In the entries below, count the lines holding "MemoryTransport". Reply with the number only.

* * * * * * * * *

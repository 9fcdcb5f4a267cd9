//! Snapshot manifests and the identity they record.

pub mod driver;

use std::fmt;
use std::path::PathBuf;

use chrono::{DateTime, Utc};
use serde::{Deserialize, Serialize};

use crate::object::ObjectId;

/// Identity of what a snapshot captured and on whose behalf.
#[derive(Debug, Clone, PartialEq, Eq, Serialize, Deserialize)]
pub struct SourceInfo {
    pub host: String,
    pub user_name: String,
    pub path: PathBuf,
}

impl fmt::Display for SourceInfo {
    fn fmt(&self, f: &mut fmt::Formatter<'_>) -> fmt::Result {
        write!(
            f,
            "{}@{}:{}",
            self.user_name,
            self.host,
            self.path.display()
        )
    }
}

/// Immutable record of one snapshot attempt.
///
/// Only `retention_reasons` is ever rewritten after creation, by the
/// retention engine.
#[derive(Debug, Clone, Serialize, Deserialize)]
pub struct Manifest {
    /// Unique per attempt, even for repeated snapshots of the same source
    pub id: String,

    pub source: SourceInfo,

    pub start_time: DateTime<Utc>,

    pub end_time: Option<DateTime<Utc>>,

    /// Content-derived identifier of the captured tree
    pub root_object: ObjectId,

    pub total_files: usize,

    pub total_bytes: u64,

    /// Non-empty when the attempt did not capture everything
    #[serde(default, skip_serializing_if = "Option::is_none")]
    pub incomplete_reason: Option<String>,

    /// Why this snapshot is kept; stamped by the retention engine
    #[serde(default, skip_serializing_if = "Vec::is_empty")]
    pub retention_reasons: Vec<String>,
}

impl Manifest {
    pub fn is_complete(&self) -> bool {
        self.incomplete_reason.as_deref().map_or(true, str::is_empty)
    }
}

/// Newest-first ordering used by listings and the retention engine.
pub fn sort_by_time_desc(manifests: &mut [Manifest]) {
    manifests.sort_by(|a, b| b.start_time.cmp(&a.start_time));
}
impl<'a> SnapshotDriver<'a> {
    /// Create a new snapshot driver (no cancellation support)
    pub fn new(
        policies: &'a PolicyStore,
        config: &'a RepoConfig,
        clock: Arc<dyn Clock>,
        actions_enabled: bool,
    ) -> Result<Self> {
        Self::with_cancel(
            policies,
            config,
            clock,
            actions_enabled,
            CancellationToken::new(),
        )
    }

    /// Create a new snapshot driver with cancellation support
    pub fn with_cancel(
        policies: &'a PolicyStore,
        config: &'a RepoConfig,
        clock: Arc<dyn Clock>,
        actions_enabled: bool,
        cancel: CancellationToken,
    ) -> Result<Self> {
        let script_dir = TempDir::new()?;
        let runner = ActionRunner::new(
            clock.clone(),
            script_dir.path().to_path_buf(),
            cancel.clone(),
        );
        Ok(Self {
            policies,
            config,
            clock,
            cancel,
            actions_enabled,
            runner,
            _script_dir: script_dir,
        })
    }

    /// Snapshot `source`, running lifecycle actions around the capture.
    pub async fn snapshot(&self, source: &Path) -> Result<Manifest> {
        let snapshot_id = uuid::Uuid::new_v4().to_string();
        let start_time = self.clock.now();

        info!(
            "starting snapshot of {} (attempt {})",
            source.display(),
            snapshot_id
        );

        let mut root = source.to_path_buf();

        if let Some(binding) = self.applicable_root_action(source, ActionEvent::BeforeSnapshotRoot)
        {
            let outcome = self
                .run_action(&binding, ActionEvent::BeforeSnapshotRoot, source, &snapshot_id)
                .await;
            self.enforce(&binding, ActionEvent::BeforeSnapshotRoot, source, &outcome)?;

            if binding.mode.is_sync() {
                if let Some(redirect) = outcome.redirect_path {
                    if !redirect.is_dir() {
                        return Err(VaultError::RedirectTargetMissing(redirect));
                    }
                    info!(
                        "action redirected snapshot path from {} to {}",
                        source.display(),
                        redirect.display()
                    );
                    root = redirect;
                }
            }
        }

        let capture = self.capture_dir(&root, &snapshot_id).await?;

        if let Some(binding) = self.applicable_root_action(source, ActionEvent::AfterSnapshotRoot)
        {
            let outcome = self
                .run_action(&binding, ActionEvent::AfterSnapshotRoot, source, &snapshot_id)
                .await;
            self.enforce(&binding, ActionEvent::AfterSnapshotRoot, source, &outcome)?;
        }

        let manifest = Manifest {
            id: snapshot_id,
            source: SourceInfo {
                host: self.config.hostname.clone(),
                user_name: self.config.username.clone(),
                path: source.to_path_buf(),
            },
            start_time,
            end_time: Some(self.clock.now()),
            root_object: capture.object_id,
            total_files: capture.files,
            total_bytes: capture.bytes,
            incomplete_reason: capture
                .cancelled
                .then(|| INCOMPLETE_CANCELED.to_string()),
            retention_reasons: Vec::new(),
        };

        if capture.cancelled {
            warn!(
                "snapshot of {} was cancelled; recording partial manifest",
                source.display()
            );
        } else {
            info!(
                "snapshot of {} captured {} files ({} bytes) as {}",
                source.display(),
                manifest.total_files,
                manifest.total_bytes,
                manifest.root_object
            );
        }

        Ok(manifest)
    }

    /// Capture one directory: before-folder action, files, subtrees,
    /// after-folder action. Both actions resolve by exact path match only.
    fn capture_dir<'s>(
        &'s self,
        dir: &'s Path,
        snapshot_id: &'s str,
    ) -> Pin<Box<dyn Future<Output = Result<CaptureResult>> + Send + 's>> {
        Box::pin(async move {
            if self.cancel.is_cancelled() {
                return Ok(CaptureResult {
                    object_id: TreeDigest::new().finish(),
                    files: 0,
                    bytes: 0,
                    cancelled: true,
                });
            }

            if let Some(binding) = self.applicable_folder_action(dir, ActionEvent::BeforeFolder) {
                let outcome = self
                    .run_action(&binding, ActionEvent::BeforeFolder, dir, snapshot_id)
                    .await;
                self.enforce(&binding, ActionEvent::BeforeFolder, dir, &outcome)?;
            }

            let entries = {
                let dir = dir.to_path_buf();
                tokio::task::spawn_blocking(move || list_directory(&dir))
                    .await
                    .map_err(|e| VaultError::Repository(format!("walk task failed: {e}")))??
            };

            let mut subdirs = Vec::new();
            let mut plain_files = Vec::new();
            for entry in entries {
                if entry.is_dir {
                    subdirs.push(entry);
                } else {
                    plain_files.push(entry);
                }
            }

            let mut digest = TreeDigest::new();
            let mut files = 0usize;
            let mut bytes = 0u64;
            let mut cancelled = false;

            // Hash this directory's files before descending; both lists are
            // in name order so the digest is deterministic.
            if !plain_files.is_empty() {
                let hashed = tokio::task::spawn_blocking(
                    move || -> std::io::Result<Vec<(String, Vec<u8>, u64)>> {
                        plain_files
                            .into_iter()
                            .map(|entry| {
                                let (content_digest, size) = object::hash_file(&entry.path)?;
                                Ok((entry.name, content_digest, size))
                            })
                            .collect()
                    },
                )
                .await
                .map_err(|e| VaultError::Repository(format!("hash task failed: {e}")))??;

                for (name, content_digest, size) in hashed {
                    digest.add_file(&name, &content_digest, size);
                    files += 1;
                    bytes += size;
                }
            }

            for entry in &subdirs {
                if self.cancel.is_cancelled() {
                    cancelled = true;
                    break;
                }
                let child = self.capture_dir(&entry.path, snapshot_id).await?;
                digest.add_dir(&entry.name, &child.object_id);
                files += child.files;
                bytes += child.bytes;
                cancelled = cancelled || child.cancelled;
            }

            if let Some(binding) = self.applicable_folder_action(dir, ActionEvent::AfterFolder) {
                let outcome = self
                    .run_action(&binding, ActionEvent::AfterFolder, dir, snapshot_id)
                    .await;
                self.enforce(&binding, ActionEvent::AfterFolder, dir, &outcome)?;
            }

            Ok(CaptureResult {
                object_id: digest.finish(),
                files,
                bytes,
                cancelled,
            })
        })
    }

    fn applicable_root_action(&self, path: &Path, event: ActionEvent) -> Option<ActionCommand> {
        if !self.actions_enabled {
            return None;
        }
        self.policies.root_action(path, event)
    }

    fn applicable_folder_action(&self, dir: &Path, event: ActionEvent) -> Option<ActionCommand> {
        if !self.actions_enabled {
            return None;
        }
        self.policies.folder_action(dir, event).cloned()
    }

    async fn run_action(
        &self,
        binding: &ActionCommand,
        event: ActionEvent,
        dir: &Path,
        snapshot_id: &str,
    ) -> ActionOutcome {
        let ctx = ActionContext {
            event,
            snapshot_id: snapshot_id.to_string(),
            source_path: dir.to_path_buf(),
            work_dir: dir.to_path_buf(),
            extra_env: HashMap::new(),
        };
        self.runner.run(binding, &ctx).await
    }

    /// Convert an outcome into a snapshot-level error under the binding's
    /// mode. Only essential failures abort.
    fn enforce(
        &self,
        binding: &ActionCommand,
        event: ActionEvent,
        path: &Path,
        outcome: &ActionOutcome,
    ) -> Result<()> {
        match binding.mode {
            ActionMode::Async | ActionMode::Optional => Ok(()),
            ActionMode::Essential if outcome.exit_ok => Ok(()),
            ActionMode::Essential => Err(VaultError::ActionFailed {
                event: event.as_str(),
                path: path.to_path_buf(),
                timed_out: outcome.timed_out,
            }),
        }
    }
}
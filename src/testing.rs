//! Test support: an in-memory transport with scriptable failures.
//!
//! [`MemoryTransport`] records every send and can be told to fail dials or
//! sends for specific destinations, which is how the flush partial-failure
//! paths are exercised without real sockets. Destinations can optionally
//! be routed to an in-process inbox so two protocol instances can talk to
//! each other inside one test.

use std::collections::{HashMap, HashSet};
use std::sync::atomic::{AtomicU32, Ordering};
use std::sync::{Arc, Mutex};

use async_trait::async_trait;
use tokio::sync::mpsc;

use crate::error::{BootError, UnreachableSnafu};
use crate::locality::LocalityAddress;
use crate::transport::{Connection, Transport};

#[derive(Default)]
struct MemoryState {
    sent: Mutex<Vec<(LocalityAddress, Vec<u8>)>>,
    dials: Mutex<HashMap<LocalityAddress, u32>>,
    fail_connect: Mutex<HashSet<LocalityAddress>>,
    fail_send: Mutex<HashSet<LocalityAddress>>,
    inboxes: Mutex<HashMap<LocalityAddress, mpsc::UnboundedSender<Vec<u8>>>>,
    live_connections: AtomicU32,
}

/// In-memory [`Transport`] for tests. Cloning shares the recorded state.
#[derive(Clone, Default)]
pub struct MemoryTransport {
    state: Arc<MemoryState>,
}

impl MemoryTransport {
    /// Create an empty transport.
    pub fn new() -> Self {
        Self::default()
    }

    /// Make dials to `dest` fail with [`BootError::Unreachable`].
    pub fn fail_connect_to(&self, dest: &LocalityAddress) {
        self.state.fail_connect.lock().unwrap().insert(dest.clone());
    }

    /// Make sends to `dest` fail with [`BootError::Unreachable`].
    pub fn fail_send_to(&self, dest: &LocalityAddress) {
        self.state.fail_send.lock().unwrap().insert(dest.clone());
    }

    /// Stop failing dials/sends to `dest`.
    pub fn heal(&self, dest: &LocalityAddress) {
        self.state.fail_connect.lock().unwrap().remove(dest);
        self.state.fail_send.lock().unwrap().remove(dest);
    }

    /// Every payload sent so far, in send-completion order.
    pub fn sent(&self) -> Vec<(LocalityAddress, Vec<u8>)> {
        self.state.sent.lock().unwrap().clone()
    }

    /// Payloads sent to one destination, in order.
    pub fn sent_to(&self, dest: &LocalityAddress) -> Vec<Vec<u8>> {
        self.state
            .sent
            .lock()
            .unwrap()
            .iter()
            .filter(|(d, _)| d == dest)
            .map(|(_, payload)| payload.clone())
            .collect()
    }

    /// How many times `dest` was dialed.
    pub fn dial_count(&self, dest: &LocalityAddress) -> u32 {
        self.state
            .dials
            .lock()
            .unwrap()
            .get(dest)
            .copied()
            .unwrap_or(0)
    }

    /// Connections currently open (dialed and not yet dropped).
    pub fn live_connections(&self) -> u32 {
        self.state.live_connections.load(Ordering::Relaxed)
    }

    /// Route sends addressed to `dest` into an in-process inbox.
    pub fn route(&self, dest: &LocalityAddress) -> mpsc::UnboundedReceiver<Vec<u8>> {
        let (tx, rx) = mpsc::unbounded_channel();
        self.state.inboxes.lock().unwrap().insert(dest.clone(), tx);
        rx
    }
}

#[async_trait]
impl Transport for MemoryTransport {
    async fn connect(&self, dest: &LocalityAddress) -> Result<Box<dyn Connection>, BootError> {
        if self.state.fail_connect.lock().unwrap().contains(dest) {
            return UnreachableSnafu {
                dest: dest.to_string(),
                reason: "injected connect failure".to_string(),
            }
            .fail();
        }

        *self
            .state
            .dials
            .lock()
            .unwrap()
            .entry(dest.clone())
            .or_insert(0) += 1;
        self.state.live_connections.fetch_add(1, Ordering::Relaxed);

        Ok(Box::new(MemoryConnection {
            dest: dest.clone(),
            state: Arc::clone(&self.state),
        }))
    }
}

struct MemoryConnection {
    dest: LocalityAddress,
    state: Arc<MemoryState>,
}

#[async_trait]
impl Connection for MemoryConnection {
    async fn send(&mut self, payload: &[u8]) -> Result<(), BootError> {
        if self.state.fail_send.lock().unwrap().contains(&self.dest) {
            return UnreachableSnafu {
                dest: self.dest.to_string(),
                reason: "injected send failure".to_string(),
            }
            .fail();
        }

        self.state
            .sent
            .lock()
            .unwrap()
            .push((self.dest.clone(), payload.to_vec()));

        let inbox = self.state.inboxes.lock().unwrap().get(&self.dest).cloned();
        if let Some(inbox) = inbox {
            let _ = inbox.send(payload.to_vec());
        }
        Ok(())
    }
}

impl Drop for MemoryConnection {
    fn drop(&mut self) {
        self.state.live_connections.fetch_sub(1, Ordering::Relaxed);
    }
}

* * * * * * * * *

**OUTPUT OF THE TASK**
4